Host Maurice Levy of the Publicis advertising group said he would lead an e-G8 delegation, including Google's Executive Chairman Eric Schmidt and Facebook founder Mark Zuckerberg, which would pin down final proposals and hand them to G8 leaders Thursday at their summit in Deauville, northwestern France.
"We are going to work up to the last moment on the e-G8 communique," Levy said, adding that they would have time to work aboard the aeroplane they would take for the short trip to Deauville.
"We are not going to Deauville with a list of grievances but to share a certain vision," he said, wrapping up the gathering, which at times looked like a face-off between the powers that be, big business and web rebels.
Levy did not specify the points that might feature on the e-G8's recommendations, but the liveliest moments of the Paris gathering focussed on balancing the Internet's moneymaking and job-creating potential against the drive to prevent online crime.
French President Nicolas Sarkozy kicked off the summit on Tuesday, hailing their "Internet revolution" but warning that some degree of government regulation was inevitable to avoid "democratic chaos".
Schmidt and other big company bosses warned against hasty regulation for fear of choking off innovation, while civil society groups slammed the gathering as a threat to a free Internet.
The online revolution reached the top level of world leadership when Facebook pioneer Mark Zuckerberg met Sarkozy Wednesday.
The 27-year-old American founder of the social networking site -- on which Sarkozy himself has a page for his online "friends" -- visited the Elysee presidential palace in a suit and tie and appeared later in jeans and a T-shirt on stage at the e-G8.
He was diplomatic about the meeting with Sarkozy, a day after the president ruffled feathers with his line on Internet regulation.
"It was fun," the young New Yorker told the gathering. "I understand where he's coming from. I appreciate the chance to be here and be part of the dialogue."
In a half-empty meeting hall after Zuckerberg's exit, top media bosses in their closing session were broadly in favour of the headline proposals that governments should not regulate online content but should protect intellectual property rights online, but did not hammer out a final line to take to the G8.

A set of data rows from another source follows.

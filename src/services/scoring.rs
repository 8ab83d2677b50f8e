/// Standardized scoring
///
/// Fitness test point tables for rep-based events, the two-mile run time table,
/// the continuous run formula, and display formatting helpers.

use crate::config::RunningConfig;
use crate::models::exercise::ExerciseType;

pub const METERS_PER_MILE: f64 = 1609.34;

/// Sorted `(key, points)` pairs; a lookup takes the greatest key not above the input
#[derive(Debug, Clone, Copy)]
pub struct ScoreTable {
    entries: &'static [(u32, u32)],
}

impl ScoreTable {
    /// Entries must be sorted by key in ascending order
    pub const fn new(entries: &'static [(u32, u32)]) -> Self {
        Self { entries }
    }

    pub fn entries(&self) -> &'static [(u32, u32)] {
        self.entries
    }

    /// Points for the greatest key `<= key`, or `None` below the smallest key
    pub fn lookup(&self, key: u32) -> Option<u32> {
        let index = self.entries.partition_point(|(entry_key, _)| *entry_key <= key);
        index.checked_sub(1).map(|i| self.entries[i].1)
    }

    /// Points for a rep count; counts above the table saturate at its top entry
    pub fn score(&self, reps: u32) -> u32 {
        self.lookup(reps).unwrap_or(0)
    }

    pub fn max_key(&self) -> Option<u32> {
        self.entries.last().map(|(key, _)| *key)
    }
}

pub const PUSHUP_TABLE: ScoreTable = ScoreTable::new(&[
    (0, 0), (1, 1), (2, 3), (3, 4), (4, 6), (5, 7), (6, 9), (7, 10),
    (8, 12), (9, 13), (10, 15), (11, 16), (12, 18), (13, 19), (14, 21), (15, 22),
    (16, 24), (17, 25), (18, 26), (19, 28), (20, 29), (21, 31), (22, 32), (23, 34),
    (24, 35), (25, 37), (26, 38), (27, 40), (28, 41), (29, 43), (30, 44), (31, 46),
    (32, 47), (33, 48), (34, 50), (35, 51), (36, 53), (37, 54), (38, 56), (39, 57),
    (40, 59), (41, 60), (42, 62), (43, 63), (44, 65), (45, 66), (46, 68), (47, 69),
    (48, 71), (49, 72), (50, 74), (51, 75), (52, 76), (53, 78), (54, 79), (55, 81),
    (56, 82), (57, 84), (58, 85), (59, 87), (60, 88), (61, 90), (62, 91), (63, 93),
    (64, 94), (65, 96), (66, 97), (67, 99), (68, 100),
]);

pub const SITUP_TABLE: ScoreTable = ScoreTable::new(&[
    (0, 0), (1, 1), (2, 2), (3, 3), (4, 4), (5, 5), (6, 6), (7, 7),
    (8, 8), (9, 9), (10, 10), (11, 11), (12, 12), (13, 13), (14, 14), (15, 15),
    (16, 16), (17, 17), (18, 18), (19, 19), (20, 20), (21, 21), (22, 22), (23, 23),
    (24, 24), (25, 25), (26, 26), (27, 27), (28, 28), (29, 29), (30, 30), (31, 31),
    (32, 32), (33, 33), (34, 34), (35, 35), (36, 36), (37, 37), (38, 38), (39, 39),
    (40, 40), (41, 41), (42, 42), (43, 43), (44, 44), (45, 45), (46, 46), (47, 47),
    (48, 48), (49, 49), (50, 50), (51, 52), (52, 58), (53, 60), (54, 62), (55, 64),
    (56, 66), (57, 68), (58, 70), (59, 72), (60, 74), (61, 76), (62, 78), (63, 80),
    (64, 82), (65, 84), (66, 86), (67, 88), (68, 90), (69, 91), (70, 92), (71, 93),
    (72, 94), (73, 95), (74, 96), (75, 97), (76, 98), (77, 99), (78, 100),
]);

pub const PULLUP_TABLE: ScoreTable = ScoreTable::new(&[
    (0, 0), (1, 4), (2, 8), (3, 12), (4, 16), (5, 20), (6, 24), (7, 28),
    (8, 32), (9, 36), (10, 40), (11, 44), (12, 48), (13, 52), (14, 56), (15, 60),
    (16, 64), (17, 68), (18, 72), (19, 76), (20, 80), (21, 84), (22, 88), (23, 92),
    (24, 96), (25, 100),
]);

pub const RUNNING_TIME_TABLE: ScoreTable = ScoreTable::new(&[
    (660, 100), (666, 99), (672, 98), (678, 96), (684, 95), (690, 94), (696, 93), (702, 92),
    (708, 91), (714, 89), (720, 88), (726, 87), (732, 86), (738, 85), (744, 84), (750, 82),
    (756, 81), (762, 80), (768, 79), (774, 78), (780, 76), (786, 75), (792, 74), (798, 73),
    (804, 72), (810, 71), (816, 69), (822, 68), (828, 67), (834, 66), (840, 64), (846, 63),
    (852, 62), (858, 61), (864, 60), (870, 59), (876, 57), (882, 56), (888, 55), (894, 54),
    (900, 53), (906, 51), (912, 50), (918, 49), (924, 48), (930, 47), (936, 45), (942, 44),
    (948, 43), (954, 42), (960, 41), (966, 39), (972, 38), (978, 37), (984, 36), (990, 35),
    (996, 33), (1002, 32), (1008, 31), (1014, 30), (1020, 29), (1026, 28), (1032, 27), (1038, 26),
    (1044, 24), (1050, 23), (1056, 22), (1062, 21), (1068, 20), (1074, 19), (1080, 18), (1086, 16),
    (1092, 15), (1098, 14), (1104, 13), (1110, 12), (1116, 11), (1122, 10), (1128, 9), (1134, 8),
    (1140, 6), (1146, 5), (1152, 4), (1158, 3), (1164, 2), (1170, 0),
]);

/// Table for a rep-based event; running has none
pub fn table_for(exercise: ExerciseType) -> Option<&'static ScoreTable> {
    match exercise {
        ExerciseType::Pushup => Some(&PUSHUP_TABLE),
        ExerciseType::Situp => Some(&SITUP_TABLE),
        ExerciseType::Pullup => Some(&PULLUP_TABLE),
        ExerciseType::Running => None,
    }
}

pub fn pushup_score(reps: u32) -> u32 {
    PUSHUP_TABLE.score(reps)
}

pub fn situp_score(reps: u32) -> u32 {
    SITUP_TABLE.score(reps)
}

pub fn pullup_score(reps: u32) -> u32 {
    PULLUP_TABLE.score(reps)
}

/// Two-mile run points from the time table; faster than the table scores 100
pub fn running_time_score(time_seconds: u32) -> u32 {
    match RUNNING_TIME_TABLE.lookup(time_seconds) {
        Some(points) => points,
        None => RUNNING_TIME_TABLE
            .entries()
            .first()
            .map_or(0, |(_, points)| *points),
    }
}

/// Continuous run score (0-100) with the time normalized to the reference distance.
///
/// At or under the max-score time scores 100, the passing time scores 60, and the
/// score decays linearly to 0 over the overage window.
pub fn running_score(distance_m: f64, duration_s: f64, config: &RunningConfig) -> f64 {
    if !(distance_m > 0.0) || !duration_s.is_finite() || duration_s < 0.0 {
        return 0.0;
    }

    let normalized = duration_s * (config.reference_distance_m / distance_m);

    if normalized <= config.max_score_time_s {
        return 100.0;
    }

    if normalized >= config.passing_time_s {
        let over = normalized - config.passing_time_s;
        let penalty = (over / config.overage_window_s).min(1.0);
        return (60.0 - penalty * 60.0).max(0.0);
    }

    let range = config.passing_time_s - config.max_score_time_s;
    let reduction = (normalized - config.max_score_time_s) / range * 40.0;
    (100.0 - reduction).max(60.0)
}

/// Pace per mile as `mm:ss`, or `00:00` when distance or duration is not positive
pub fn format_pace(distance_m: f64, duration_s: f64) -> String {
    if !(distance_m > 0.0) || !(duration_s > 0.0) || !duration_s.is_finite() {
        return "00:00".to_string();
    }

    let seconds_per_mile = duration_s / distance_m * METERS_PER_MILE;
    let minutes = (seconds_per_mile / 60.0).floor() as u64;
    let seconds = (seconds_per_mile % 60.0).floor() as u64;
    format!("{:02}:{:02}", minutes, seconds)
}

/// e.g. `48 reps → 71 points`
pub fn format_score_display(reps: u32, points: u32) -> String {
    format!("{} reps → {} points", reps, points)
}

/// e.g. `15:30 → 47 points`
pub fn format_running_score_display(time_seconds: u32, points: u32) -> String {
    format!(
        "{}:{:02} → {} points",
        time_seconds / 60,
        time_seconds % 60,
        points
    )
}
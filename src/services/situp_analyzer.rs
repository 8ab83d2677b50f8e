/// Sit-up form analysis
///
/// Side-view analysis of a sit-up: trunk and knee angles, hand placement behind the
/// head, shoulder grounding and hip stability against the lying baseline, and pauses.

use tracing::{debug, info};

use crate::config::SitupConfig;
use crate::models::analysis::SitupFormAnalysis;
use crate::models::calibration::{CalibrationBaseline, SitupBaseline};
use crate::models::landmark::{Landmark, PoseFrame, PoseLandmark};
use crate::services::form_analyzer::FormAnalyzer;
use crate::services::geometry::{angle, distance, midpoint, segment_is_degenerate};
use crate::services::pause_detector::PauseDetector;

const REQUIRED_LANDMARKS: [PoseLandmark; 13] = [
    PoseLandmark::Nose,
    PoseLandmark::LeftEar,
    PoseLandmark::RightEar,
    PoseLandmark::LeftShoulder,
    PoseLandmark::RightShoulder,
    PoseLandmark::LeftWrist,
    PoseLandmark::RightWrist,
    PoseLandmark::LeftHip,
    PoseLandmark::RightHip,
    PoseLandmark::LeftKnee,
    PoseLandmark::RightKnee,
    PoseLandmark::LeftAnkle,
    PoseLandmark::RightAnkle,
];

struct SitupPoints {
    nose: Landmark,
    left_ear: Landmark,
    right_ear: Landmark,
    left_shoulder: Landmark,
    right_shoulder: Landmark,
    left_wrist: Landmark,
    right_wrist: Landmark,
    left_hip: Landmark,
    right_hip: Landmark,
    left_knee: Landmark,
    right_knee: Landmark,
    left_ankle: Landmark,
    right_ankle: Landmark,
}

impl SitupPoints {
    fn extract(frame: &PoseFrame, threshold: f32) -> Option<Self> {
        if !frame.all_visible(&REQUIRED_LANDMARKS, threshold) {
            return None;
        }
        let get = |landmark| frame.get(landmark).copied();

        let points = Self {
            nose: get(PoseLandmark::Nose)?,
            left_ear: get(PoseLandmark::LeftEar)?,
            right_ear: get(PoseLandmark::RightEar)?,
            left_shoulder: get(PoseLandmark::LeftShoulder)?,
            right_shoulder: get(PoseLandmark::RightShoulder)?,
            left_wrist: get(PoseLandmark::LeftWrist)?,
            right_wrist: get(PoseLandmark::RightWrist)?,
            left_hip: get(PoseLandmark::LeftHip)?,
            right_hip: get(PoseLandmark::RightHip)?,
            left_knee: get(PoseLandmark::LeftKnee)?,
            right_knee: get(PoseLandmark::RightKnee)?,
            left_ankle: get(PoseLandmark::LeftAnkle)?,
            right_ankle: get(PoseLandmark::RightAnkle)?,
        };

        let segments = [
            (&points.left_shoulder, &points.left_hip),
            (&points.right_shoulder, &points.right_hip),
            (&points.left_hip, &points.left_knee),
            (&points.right_hip, &points.right_knee),
            (&points.left_knee, &points.left_ankle),
            (&points.right_knee, &points.right_ankle),
        ];
        if segments.iter().any(|(a, b)| segment_is_degenerate(a, b)) {
            return None;
        }

        Some(points)
    }

    fn mid_shoulder(&self) -> Landmark {
        midpoint(&self.left_shoulder, &self.right_shoulder)
    }

    fn mid_hip(&self) -> Landmark {
        midpoint(&self.left_hip, &self.right_hip)
    }

    fn trunk_angle(&self) -> f32 {
        let left = angle(&self.left_shoulder, &self.left_hip, &self.left_knee);
        let right = angle(&self.right_shoulder, &self.right_hip, &self.right_knee);
        (left + right) / 2.0
    }

    /// Distance from a wrist to the closer ear
    fn wrist_to_head(&self, wrist: &Landmark) -> f32 {
        distance(wrist, &self.left_ear).min(distance(wrist, &self.right_ear))
    }
}

pub struct SitupAnalyzer {
    config: SitupConfig,
    baseline: Option<SitupBaseline>,
    pause: PauseDetector,
}

impl SitupAnalyzer {
    pub fn new(config: SitupConfig) -> Self {
        let pause = PauseDetector::new(config.pause_threshold_ms, config.pause_angle_tolerance);
        Self {
            config,
            baseline: None,
            pause,
        }
    }

    fn capture_baseline(points: &SitupPoints) -> SitupBaseline {
        SitupBaseline {
            shoulder_y: points.mid_shoulder().y,
            hip_y: points.mid_hip().y,
            trunk_angle: points.trunk_angle(),
        }
    }
}

impl Default for SitupAnalyzer {
    fn default() -> Self {
        Self::new(SitupConfig::default())
    }
}

impl FormAnalyzer for SitupAnalyzer {
    type Analysis = SitupFormAnalysis;

    fn analyze(&mut self, frame: &PoseFrame) -> SitupFormAnalysis {
        let Some(points) = SitupPoints::extract(frame, self.config.visibility_threshold) else {
            debug!(timestamp_ms = frame.timestamp_ms, "sit-up landmarks not visible");
            self.pause.reset();
            return SitupFormAnalysis::default();
        };

        let baseline = match self.baseline {
            Some(baseline) => baseline,
            None => {
                let baseline = Self::capture_baseline(&points);
                info!(
                    shoulder_y = baseline.shoulder_y,
                    hip_y = baseline.hip_y,
                    "sit-up baseline captured from first usable frame"
                );
                self.baseline = Some(baseline);
                baseline
            }
        };

        let config = &self.config;
        let trunk_angle = points.trunk_angle();
        let left_knee_angle = angle(&points.left_hip, &points.left_knee, &points.left_ankle);
        let right_knee_angle = angle(&points.right_hip, &points.right_knee, &points.right_ankle);
        let knee_band = config.min_knee_angle..=config.max_knee_angle;
        let is_knee_angle_correct =
            knee_band.contains(&left_knee_angle) && knee_band.contains(&right_knee_angle);

        let wrist_distance = distance(&points.left_wrist, &points.right_wrist);
        let is_hand_position_correct = points.wrist_to_head(&points.left_wrist)
            < config.max_wrist_to_head_distance
            && points.wrist_to_head(&points.right_wrist) < config.max_wrist_to_head_distance
            && wrist_distance < config.max_wrist_distance;

        let mid_shoulder = points.mid_shoulder();
        let mid_hip = points.mid_hip();
        let shoulder_lift = (mid_shoulder.y - baseline.shoulder_y).abs();
        let hip_lift = (mid_hip.y - baseline.hip_y).abs();
        let is_shoulder_grounded = shoulder_lift < config.shoulder_ground_threshold;
        let is_hip_stable = hip_lift < config.hip_lift_threshold;

        let nose_above_hips = points.nose.y < mid_hip.y;
        let trunk_band = config.min_trunk_angle..=config.max_trunk_angle;
        let is_up_position = nose_above_hips && trunk_band.contains(&trunk_angle);
        let is_down_position = is_shoulder_grounded;

        let is_paused = self.pause.update(
            trunk_angle,
            frame.timestamp_ms,
            is_up_position || is_down_position,
        );

        let range = baseline.trunk_angle - config.max_trunk_angle;
        let rep_progress = if range > 0.0 {
            ((baseline.trunk_angle - trunk_angle) / range).clamp(0.0, 1.0)
        } else if is_up_position {
            1.0
        } else {
            0.0
        };

        SitupFormAnalysis {
            trunk_angle,
            left_knee_angle,
            right_knee_angle,
            is_up_position,
            is_down_position,
            is_knee_angle_correct,
            is_hand_position_correct,
            is_shoulder_grounded,
            is_hip_stable,
            is_paused,
            wrist_distance,
            shoulder_lift,
            hip_lift,
            rep_progress,
            landmarks_visible: true,
        }
    }

    fn calibrate(&mut self, frame: &PoseFrame) -> bool {
        match SitupPoints::extract(frame, self.config.visibility_threshold) {
            Some(points) => {
                let baseline = Self::capture_baseline(&points);
                info!(
                    shoulder_y = baseline.shoulder_y,
                    hip_y = baseline.hip_y,
                    "sit-up baseline calibrated"
                );
                self.baseline = Some(baseline);
                self.pause.reset();
                true
            }
            None => false,
        }
    }

    fn baseline(&self) -> Option<CalibrationBaseline> {
        self.baseline.map(CalibrationBaseline::Situp)
    }

    fn reset(&mut self) {
        self.baseline = None;
        self.pause.reset();
    }
}
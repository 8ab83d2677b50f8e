// Data models shared by analyzers, the rep counter and scoring

pub mod analysis;
pub mod calibration;
pub mod exercise;
pub mod landmark;
pub mod rep;
pub mod summary;

pub use analysis::*;
pub use calibration::*;
pub use exercise::*;
pub use landmark::*;
pub use rep::*;
pub use summary::*;
// Library exports for the pt-grade CLI
// This allows testing of internal modules

pub mod commands;
pub mod config;
#[cfg(test)]
mod tests {
    use super::*;
    use crate::models::rep::RepValidation;
    use crate::services::form_validation::AcceptAll;

    fn counter(direction: CountingDirection) -> RepCounter<AcceptAll> {
        RepCounter::new(RepCounterConfig::default(), direction, AcceptAll)
    }

    fn feed<V: FormValidator>(
        counter: &mut RepCounter<V>,
        positions: &[RawPosition],
        start_ms: u64,
        step_ms: u64,
    ) -> Vec<RepCountResult> {
        positions
            .iter()
            .enumerate()
            .map(|(i, position)| {
                counter.process(
                    *position,
                    0.5,
                    start_ms + i as u64 * step_ms,
                    &FrameMetrics::default(),
                )
            })
            .collect()
    }

    use RawPosition::{Down, Neither, Up};

    #[test]
    fn test_unknown_until_buffer_full() {
        let mut counter = counter(CountingDirection::DownToUp);
        let results = feed(&mut counter, &[Down, Down], 0, 100);
        assert!(results.iter().all(|r| r.current_state == RepState::Unknown));

        let result = counter.process(Down, 0.0, 200, &FrameMetrics::default());
        assert_eq!(result.current_state, RepState::Down);
        assert!(result.rep_in_progress);
    }

    #[test]
    fn test_down_to_up_counts_one_rep() {
        let mut counter = counter(CountingDirection::DownToUp);
        let results = feed(
            &mut counter,
            &[Down, Down, Down, Neither, Neither, Up, Up, Up],
            0,
            100,
        );

        let completed: Vec<_> = results.iter().filter(|r| r.new_reps == 1).collect();
        assert_eq!(completed.len(), 1);
        let last = results.last().unwrap();
        assert_eq!(last.total_reps, 1);
        assert_eq!(last.current_state, RepState::Up);
        assert_eq!(last.previous_state, RepState::Transition);
        assert!(!last.rep_in_progress);
        assert_eq!(last.last_rep_timestamp_ms, Some(700));
        assert_eq!(
            last.feedback.as_ref().map(|f| f.message.as_str()),
            Some("Perfect Rep!")
        );
    }

    #[test]
    fn test_up_to_down_requires_top_first() {
        let mut counter = counter(CountingDirection::UpToDown);
        // starting in the hang does not open a rep
        feed(&mut counter, &[Down, Down, Down], 0, 100);
        assert!(!counter.is_rep_in_progress());

        let results = feed(&mut counter, &[Up, Up, Up, Down, Down, Down], 300, 100);
        assert!(results[2].rep_in_progress);
        assert_eq!(results.last().unwrap().total_reps, 1);
    }

    #[test]
    fn test_direction_follows_stable_states() {
        let config = RepCounterConfig::default().with_stability_threshold(1);
        let mut counter = RepCounter::new(config, CountingDirection::UpToDown, AcceptAll);

        let results = feed(&mut counter, &[Down, Up, Down, Neither], 0, 300);
        assert_eq!(results[0].direction, RepDirection::None);
        assert_eq!(results[1].direction, RepDirection::DownToUp);
        assert_eq!(results[2].direction, RepDirection::UpToDown);
        assert_eq!(results[2].total_reps, 1);
        assert_eq!(results[3].current_state, RepState::Transition);
        assert_eq!(results[3].direction, RepDirection::None);
    }

    #[test]
    fn test_flicker_never_commits_opposite_side() {
        let mut counter = counter(CountingDirection::DownToUp);
        let settled = feed(&mut counter, &[Down, Down, Down], 0, 100);
        assert_eq!(settled.last().unwrap().current_state, RepState::Down);

        let flicker = feed(&mut counter, &[Up, Down, Up, Down, Up], 300, 100);
        assert!(flicker.iter().all(|r| r.current_state != RepState::Up));
        assert!(flicker.iter().all(|r| r.total_reps == 0 && r.new_reps == 0));
        assert!(counter.is_rep_in_progress());

        let held = feed(&mut counter, &[Up, Up, Up], 800, 100);
        assert_eq!(held.last().unwrap().current_state, RepState::Up);
        assert_eq!(held.last().unwrap().total_reps, 1);
        assert_eq!(held.iter().map(|r| r.new_reps).sum::<u32>(), 1);
    }

    #[test]
    fn test_starting_on_exit_side_does_not_count() {
        let mut counter = counter(CountingDirection::DownToUp);
        let results = feed(&mut counter, &[Up, Up, Up, Up], 0, 100);
        assert_eq!(results.last().unwrap().total_reps, 0);
    }

    #[test]
    fn test_debounce_blocks_fast_second_rep() {
        let mut counter = counter(CountingDirection::DownToUp);
        let mut results = feed(&mut counter, &[Down, Down, Down, Up, Up, Up], 0, 10);
        assert_eq!(results.last().unwrap().total_reps, 1);

        // second cycle completes 60ms after the first
        results = feed(&mut counter, &[Down, Down, Down, Up, Up, Up], 60, 0);
        assert_eq!(results.last().unwrap().total_reps, 1);
        assert!(counter.is_rep_in_progress());

        // the open rep completes on the next exit transition once enough time has passed
        results = feed(&mut counter, &[Down, Down, Down, Up, Up, Up], 1_000, 100);
        assert_eq!(results.last().unwrap().total_reps, 2);
    }

    #[test]
    fn test_invalid_rep_is_recorded() {
        let validator = |_: &RepMetrics| {
            RepValidation::invalid(InvalidRepReason::InsufficientDepth, 50.0)
        };
        let mut counter =
            RepCounter::new(RepCounterConfig::default(), CountingDirection::DownToUp, validator);
        let results = feed(&mut counter, &[Down, Down, Down, Up, Up, Up], 0, 100);

        let last = results.last().unwrap();
        assert_eq!(last.total_reps, 0);
        assert_eq!(last.invalid_reps, 1);
        assert!(last.new_invalid_rep);
        assert_eq!(last.invalid_rep_reason, Some(InvalidRepReason::InsufficientDepth));
        assert!(last.feedback.as_ref().unwrap().is_invalid_rep);

        let summary = counter.generate_set_summary();
        assert_eq!(summary.total_attempted_reps, 1);
        assert_eq!(summary.form_issues[0].count, 1);
    }

    #[test]
    fn test_metrics_fold_from_rep_start() {
        let mut counter = counter(CountingDirection::DownToUp);
        let metrics = |angle: f32| FrameMetrics {
            elbow_angle_min: Some(angle),
            elbow_angle_max: Some(angle),
            ..Default::default()
        };

        // frames before the rep opens are not accumulated
        counter.process(Neither, 0.5, 0, &metrics(40.0));
        for (i, angle) in [85.0, 80.0, 82.0, 120.0, 165.0, 170.0, 168.0].iter().enumerate() {
            let position = if *angle <= 90.0 {
                Down
            } else if *angle >= 160.0 {
                Up
            } else {
                Neither
            };
            counter.process(position, 0.5, 100 + i as u64 * 100, &metrics(*angle));
        }

        let rep = counter.last_rep_metrics().unwrap();
        assert_eq!(rep.min_elbow_angle, Some(82.0));
        assert_eq!(rep.max_elbow_angle, Some(170.0));
        assert_eq!(rep.start_timestamp_ms, 300);
        assert_eq!(rep.end_timestamp_ms, 700);
    }

    #[test]
    fn test_reset_discards_open_rep() {
        let mut counter = counter(CountingDirection::DownToUp);
        feed(&mut counter, &[Down, Down, Down, Up, Up, Up, Down, Down, Down], 0, 100);
        assert!(counter.is_rep_in_progress());

        counter.reset();
        let snapshot = counter.snapshot();
        assert_eq!(snapshot.total_reps, 0);
        assert_eq!(snapshot.invalid_reps, 0);
        assert!(!snapshot.rep_in_progress);
        assert_eq!(snapshot.current_state, RepState::Unknown);
        assert_eq!(counter.generate_set_summary().total_attempted_reps, 0);
    }

    #[test]
    fn test_progress_is_clamped() {
        let mut counter = counter(CountingDirection::DownToUp);
        let result = counter.process(Up, 3.0, 0, &FrameMetrics::default());
        assert!((result.rep_progress - 1.0).abs() < 0.001);
        let result = counter.process(Up, f32::NAN, 10, &FrameMetrics::default());
        assert!(result.rep_progress.abs() < 0.001);
    }
}
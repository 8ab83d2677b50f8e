use anyhow::{Context, Result};
use pt_grading::GradingConfig;
use serde::{Deserialize, Serialize};
use std::fs;
use std::path::{Path, PathBuf};

#[derive(Debug, Clone, Default, Serialize, Deserialize)]
pub struct Config {
    #[serde(default)]
    pub output: OutputConfig,

    /// Engine thresholds, passed through to every session
    #[serde(default)]
    pub grading: GradingConfig,
}

#[derive(Debug, Clone, Serialize, Deserialize)]
pub struct OutputConfig {
    #[serde(default = "default_true")]
    pub color: bool,

    /// Print a line for every rep, not just the summary
    #[serde(default = "default_true")]
    pub show_reps: bool,

    #[serde(default = "default_timestamp_format")]
    pub timestamp_format: String,
}

// Default value functions
fn default_true() -> bool {
    true
}

fn default_timestamp_format() -> String {
    "%Y-%m-%d %H:%M:%S".to_string()
}

impl Default for OutputConfig {
    fn default() -> Self {
        Self {
            color: default_true(),
            show_reps: default_true(),
            timestamp_format: default_timestamp_format(),
        }
    }
}

impl Config {
    /// Get config directory path (~/.pt-grading/)
    pub fn config_dir() -> Result<PathBuf> {
        let home = dirs::home_dir().context("Could not find home directory")?;
        Ok(home.join(".pt-grading"))
    }

    /// Get config file path (~/.pt-grading/config.toml)
    pub fn config_file() -> Result<PathBuf> {
        Ok(Self::config_dir()?.join("config.toml"))
    }

    /// Resolve an explicit path or fall back to the default location
    pub fn resolve_path(path: Option<&Path>) -> Result<PathBuf> {
        match path {
            Some(path) => Ok(path.to_path_buf()),
            None => Self::config_file(),
        }
    }

    /// Load configuration from file
    pub fn load(path: Option<&Path>) -> Result<Self> {
        let config_file = Self::resolve_path(path)?;

        if !config_file.exists() {
            tracing::info!("Config file not found, using defaults");
            return Ok(Self::default());
        }

        let contents = fs::read_to_string(&config_file)
            .with_context(|| format!("Failed to read config file {}", config_file.display()))?;
        let config = Self::from_toml_str(&contents)
            .with_context(|| format!("Invalid config file {}", config_file.display()))?;

        Ok(config)
    }

    pub fn from_toml_str(contents: &str) -> Result<Self> {
        let config: Config = toml::from_str(contents).context("Failed to parse config file")?;
        config.grading.validate()?;
        Ok(config)
    }

    /// Save configuration to file
    pub fn save(&self, path: Option<&Path>) -> Result<()> {
        let config_file = Self::resolve_path(path)?;
        if let Some(config_dir) = config_file.parent() {
            fs::create_dir_all(config_dir).context("Failed to create config directory")?;
        }

        let contents = toml::to_string_pretty(self).context("Failed to serialize config")?;
        fs::write(&config_file, contents).context("Failed to write config file")?;

        Ok(())
    }
}

#[cfg(test)]
mod tests {
    use super::*;

    #[test]
    fn test_default_config() {
        let config = Config::default();
        assert!(config.output.color);
        assert!(config.output.show_reps);
        assert_eq!(config.grading.rep_counter.state_stability_threshold, 3);
    }

    #[test]
    fn test_partial_config_uses_defaults() {
        let config = Config::from_toml_str(
            r#"
            [output]
            color = false

            [grading.pullup]
            normalize_swing_by_shoulder_width = true
            "#,
        )
        .unwrap();

        assert!(!config.output.color);
        assert!(config.output.show_reps);
        assert!(config.grading.pullup.normalize_swing_by_shoulder_width);
        assert_eq!(config.grading.pushup, GradingConfig::default().pushup);
    }

    #[test]
    fn test_invalid_grading_values_are_rejected() {
        let result = Config::from_toml_str(
            r#"
            [grading.rep_counter]
            state_stability_threshold = 0
            "#,
        );
        assert!(result.is_err());
    }

    #[test]
    fn test_save_and_load() {
        let dir = tempfile::tempdir().unwrap();
        let path = dir.path().join("nested").join("config.toml");

        let mut config = Config::default();
        config.output.show_reps = false;
        config.save(Some(&path)).unwrap();

        let loaded = Config::load(Some(&path)).unwrap();
        assert!(!loaded.output.show_reps);
        assert_eq!(loaded.grading, config.grading);
    }
}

Media rights and civil society groups complained that the forum was giving a voice mainly to big businesses and it boded ill for online freedom.
"President Sarkozy's disastrous design for the Internet has become glaringly apparent," web freedom group Access Now said in a statement Wednesday.
"The world's most developed economies (the G8) are poised to impose strict copyright enforcement and heavy-handed government regulation of the Internet," it added.
With blogs and Tweets oiling the wheels of revolution in some countries, and scans and downloads sparking trade disputes in others, the stakes are high for leaders seeking to profit from the web but also to rein in online crime.
Zuckerberg refused to take credit for enabling the revolutions in Tunisia and Egypt by protestors coordinating online.